Complex Numbers Questions Answers [SLST 2016]

In this post, we will discuss the questions from the previous year’s SLST exam on complex numbers with answers. The problems with solutions on complex numbers are given below.

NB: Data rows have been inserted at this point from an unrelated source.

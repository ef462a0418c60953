//! 预设表

use std::collections::BTreeMap;

use serde::{de, Deserialize, Deserializer, Serialize};
use serde_json::Value;

use crate::{
    locale::Locale,
    types::{ParameterKind, SubjectType},
};

pub const CHARACTER_CAMERA_PRESETS: &str = "character camera presets";
pub const OBJECT_CAMERA_PRESETS: &str = "object camera presets";
pub const LIGHTING_EFFECTS_LIBRARY: &str = "lighting effects library";
pub const EMOTIONAL_EXPRESSION_PRESETS: &str = "emotional expression presets";
pub const EMOTIONAL_EXPRESSION_LIBRARY: &str = "emotional expression library";
pub const CHARACTER_ACTION_PRESETS: &str = "character action presets";
pub const CHARACTER_ACTION_LIBRARY: &str = "character action library";

/// 单个预设
#[derive(Debug, Default, Clone, PartialEq, Eq, Serialize, Deserialize)]
pub struct Preset {
    #[serde(default)]
    pub name: String,
    #[serde(default, skip_serializing_if = "Option::is_none")]
    pub template: Option<String>,
    #[serde(default, skip_serializing_if = "Option::is_none")]
    pub description: Option<String>,
}

/// 以 id 为键的预设集合
#[derive(Debug, Default, Clone, Serialize, Deserialize)]
pub struct PresetCollection {
    #[serde(default)]
    pub presets: BTreeMap<String, Preset>,
}

impl PresetCollection {
    pub fn get(&self, key: &str) -> Option<&Preset> {
        self.presets.get(key)
    }

    pub fn contains_key(&self, key: &str) -> bool {
        self.presets.contains_key(key)
    }

    pub fn keys(&self) -> impl Iterator<Item = &String> {
        self.presets.keys()
    }

    pub fn iter(&self) -> impl Iterator<Item = (&String, &Preset)> {
        self.presets.iter()
    }

    pub fn is_empty(&self) -> bool {
        self.presets.is_empty()
    }

    pub fn len(&self) -> usize {
        self.presets.len()
    }

    pub fn insert(&mut self, key: impl Into<String>, preset: Preset) {
        self.presets.insert(key.into(), preset);
    }
}

impl FromIterator<(String, Preset)> for PresetCollection {
    fn from_iter<T: IntoIterator<Item = (String, Preset)>>(iter: T) -> Self {
        Self {
            presets: iter.into_iter().collect(),
        }
    }
}

/// 只有描述的扁平条目
#[derive(Debug, Default, Clone, Serialize, Deserialize)]
pub struct DescriptionEntry {
    #[serde(default)]
    pub description: String,
}

/// 灯光效果库, 标签 -> 文本
#[derive(Debug, Default, Clone, Serialize, Deserialize)]
pub struct LightingLibrary {
    #[serde(default)]
    pub effects: BTreeMap<String, String>,
}

/// 旧版人物动作, 标签 -> 描述
#[derive(Debug, Default, Clone, Serialize, Deserialize)]
pub struct ActionPresets {
    #[serde(default)]
    pub actions: BTreeMap<String, DescriptionEntry>,
}

/// 人物动作文件中的单个动作
#[derive(Debug, Default, Clone, PartialEq, Eq, Serialize, Deserialize)]
pub struct ActionEntry {
    #[serde(deserialize_with = "id_from_value")]
    pub id: String,
    pub name: String,
    #[serde(default)]
    pub description: String,
}

impl ActionEntry {
    /// 选项标签 "{id} - {name}"
    pub fn label(&self) -> String {
        format!("{} - {}", self.id, self.name)
    }
}

/// 人物动作文件
#[derive(Debug, Default, Clone, Serialize, Deserialize)]
pub struct ActionDocument {
    #[serde(default)]
    pub actions: Vec<ActionEntry>,
}

/// id 允许写成数字或字符串
fn id_from_value<'de, D>(deserializer: D) -> Result<String, D::Error>
where
    D: Deserializer<'de>,
{
    match Value::deserialize(deserializer)? {
        Value::String(s) => Ok(s),
        Value::Number(n) => Ok(n.to_string()),
        other => Err(de::Error::custom(format!(
            "action id must be a string or number, got {other}"
        ))),
    }
}

/// 预设表
///
/// 加载后只读, 组装过程中不会被修改。
#[derive(Debug, Default, Clone, Serialize, Deserialize)]
pub struct PresetTable {
    /// 各输入参数的可选项
    #[serde(default)]
    pub parameter_options: BTreeMap<String, Vec<String>>,
    #[serde(rename = "character camera presets", default)]
    pub character_camera: PresetCollection,
    #[serde(rename = "object camera presets", default)]
    pub object_camera: PresetCollection,
    #[serde(rename = "lighting effects library", default)]
    pub lighting: LightingLibrary,
    #[serde(rename = "emotional expression presets", default)]
    pub emotion_presets: BTreeMap<String, DescriptionEntry>,
    #[serde(rename = "emotional expression library", default)]
    pub emotion_library: PresetCollection,
    #[serde(rename = "character action presets", default)]
    pub action_presets: ActionPresets,
    #[serde(rename = "character action library", default)]
    pub action_library: PresetCollection,
    /// 人物动作文件中的原始条目
    #[serde(skip)]
    pub action_entries: Vec<ActionEntry>,
}

impl PresetTable {
    /// 最小默认预设表, 模板文件无法读取时使用
    pub fn minimal(locale: Locale) -> Self {
        let strings = locale.strings();
        let camera: PresetCollection = [(
            "1".to_string(),
            Preset {
                name: strings.fallback_camera_name.to_string(),
                template: Some(strings.fallback_camera_template.to_string()),
                description: None,
            },
        )]
        .into_iter()
        .collect();
        let camera_label = format!("1 - {}", strings.fallback_camera_name);

        let parameter_options = BTreeMap::from([
            (
                ParameterKind::SubjectType.to_string(),
                strings
                    .subject_type_labels
                    .iter()
                    .map(|s| s.to_string())
                    .collect(),
            ),
            (
                ParameterKind::CharacterCamera.to_string(),
                vec![camera_label.clone()],
            ),
            (ParameterKind::ObjectCamera.to_string(), vec![camera_label]),
            (
                ParameterKind::Lighting.to_string(),
                vec![strings.sentinels.lighting.to_string()],
            ),
            (
                ParameterKind::CharacterAction.to_string(),
                vec![strings.sentinels.action.to_string()],
            ),
            (
                ParameterKind::EmotionalExpression.to_string(),
                vec![strings.sentinels.emotion.to_string()],
            ),
        ]);

        Self {
            parameter_options,
            character_camera: camera.clone(),
            object_camera: camera,
            ..Default::default()
        }
    }

    /// 输入参数的可选项
    pub fn options(&self, kind: ParameterKind) -> &[String] {
        self.parameter_options
            .get(kind.as_ref())
            .map(Vec::as_slice)
            .unwrap_or_default()
    }

    /// 按主体类型选择运镜预设集合, 同时返回类别名称
    pub fn camera(&self, subject_type: SubjectType) -> (&PresetCollection, &'static str) {
        match subject_type {
            SubjectType::Character => (&self.character_camera, CHARACTER_CAMERA_PRESETS),
            SubjectType::Object => (&self.object_camera, OBJECT_CAMERA_PRESETS),
        }
    }

    /// 合并人物动作文件
    ///
    /// 改写 `character_action` 的可选项为 `[sentinel, "{id} - {name}", ...]`,
    /// 并生成以 `"{id} - {name}"` 为键的动作库。
    pub fn merge_actions(&mut self, document: ActionDocument, sentinel: &str) {
        let mut options = Vec::with_capacity(document.actions.len() + 1);
        options.push(sentinel.to_string());

        for entry in &document.actions {
            let label = entry.label();
            options.push(label.clone());
            self.action_library.insert(
                label,
                Preset {
                    name: entry.name.clone(),
                    template: None,
                    description: Some(entry.description.clone()),
                },
            );
        }

        self.parameter_options
            .insert(ParameterKind::CharacterAction.to_string(), options);
        self.action_entries = document.actions;
    }
}

#[cfg(test)]
mod tests {
    use super::*;

    #[test]
    fn test_parse_sections() -> anyhow::Result<()> {
        let table: PresetTable = serde_json::from_str(
            r#"{
                "parameter_options": {"lighting_type": ["No Lighting Effect", "Rim Light"]},
                "object camera presets": {"presets": {
                    "1": {"name": "Orbit", "template": "The camera orbits the subject."}
                }},
                "lighting effects library": {"effects": {"Rim Light": "A rim light outlines the subject."}},
                "emotional expression presets": {"Happy": {"description": "smiling"}}
            }"#,
        )?;

        assert_eq!(
            table.options(ParameterKind::Lighting),
            ["No Lighting Effect", "Rim Light"]
        );
        assert!(table.options(ParameterKind::CharacterAction).is_empty());
        assert_eq!(table.object_camera.len(), 1);
        assert!(table.character_camera.is_empty());
        assert_eq!(table.emotion_presets["Happy"].description, "smiling");
        assert!(table.lighting.effects.contains_key("Rim Light"));
        Ok(())
    }

    #[test]
    fn test_merge_actions() -> anyhow::Result<()> {
        let document: ActionDocument = serde_json::from_str(
            r#"{"actions": [
                {"id": 1, "name": "Walking", "description": "The subject walks."},
                {"id": "2", "name": "Waving", "description": "The subject waves."}
            ]}"#,
        )?;

        let mut table = PresetTable::default();
        table.merge_actions(document, "No Specific Action");

        assert_eq!(
            table.options(ParameterKind::CharacterAction),
            ["No Specific Action", "1 - Walking", "2 - Waving"]
        );
        let walking = table.action_library.get("1 - Walking");
        assert_eq!(
            walking.and_then(|p| p.description.as_deref()),
            Some("The subject walks.")
        );
        assert_eq!(table.action_entries.len(), 2);
        Ok(())
    }

    #[test]
    fn test_action_id_must_be_scalar() {
        let result: Result<ActionDocument, _> =
            serde_json::from_str(r#"{"actions": [{"id": [1], "name": "Bad"}]}"#);
        assert!(result.is_err());
    }

    #[test]
    fn test_minimal_table() {
        for locale in [Locale::En, Locale::Zh] {
            let table = PresetTable::minimal(locale);
            let strings = locale.strings();
            assert_eq!(table.options(ParameterKind::SubjectType).len(), 2);
            assert_eq!(
                table.options(ParameterKind::Lighting),
                [strings.sentinels.lighting]
            );
            let (camera, _) = table.camera(SubjectType::Object);
            assert!(camera.get("1").and_then(|p| p.template.as_ref()).is_some());
        }
    }
}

Previous Years SLST Questions on Complex Analysis

Q1: If a+ib = ${\displaystyle \frac{c+i}{c-i}}$ where a, b,c are real numbers, then a²+b²=? [WB SLST 2016]

(A) (c²+1)/(c²-1) (B) -c²

(C) i (D) 1

Answer:

a+ib = ${\displaystyle \frac{c+i}{c-i}}$ = ${\displaystyle \frac{(c+i{)}^2}{(c-i)(c+i)}}$ = ${\displaystyle \frac{c^2-1+2ci}{c^2+1}}$

Thus, a=${\displaystyle \frac{c^2-1}{c^2+1}}$ and b=${\displaystyle \frac{2c}{c^2+1}}$

⇒ a²+b² = $({\displaystyle \frac{c^2-1}{c^2+1}}{)}^2$ + $({\displaystyle \frac{2c}{c^2+1}}{)}^2$

= ${\displaystyle \frac{(c^2-1{)}^2+4c^2}{(c^2+1{)}^2}}$

= ${\displaystyle \frac{(c^2+1{)}^2}{(c^2+1{)}^2}}$

= 1

So option(D) is correct.

Q2: For a complex number z, the number of solutions of the equation $z^2=\bar{z}$ is [WB SLST 2016]

(A) 1 (B) 3

(C) 4 (D) 2

Answer:

The given equation is $z^2=\bar{z}$

Taking modulus on both sides, we get that

$|z{|}^2=|z|$ as $|\bar{z}|=|z|$

⇒ |z| = 0,1

Case 1: |z|=0 implies that z=0.

Case 2: |z|=1. So the given equation becomes

z²= $\bar{z}$ = z^-1

⇒ z³=1

It has three solutions. So the total number of solutions of z²= z bar is equal to 4. So option(C) is correct.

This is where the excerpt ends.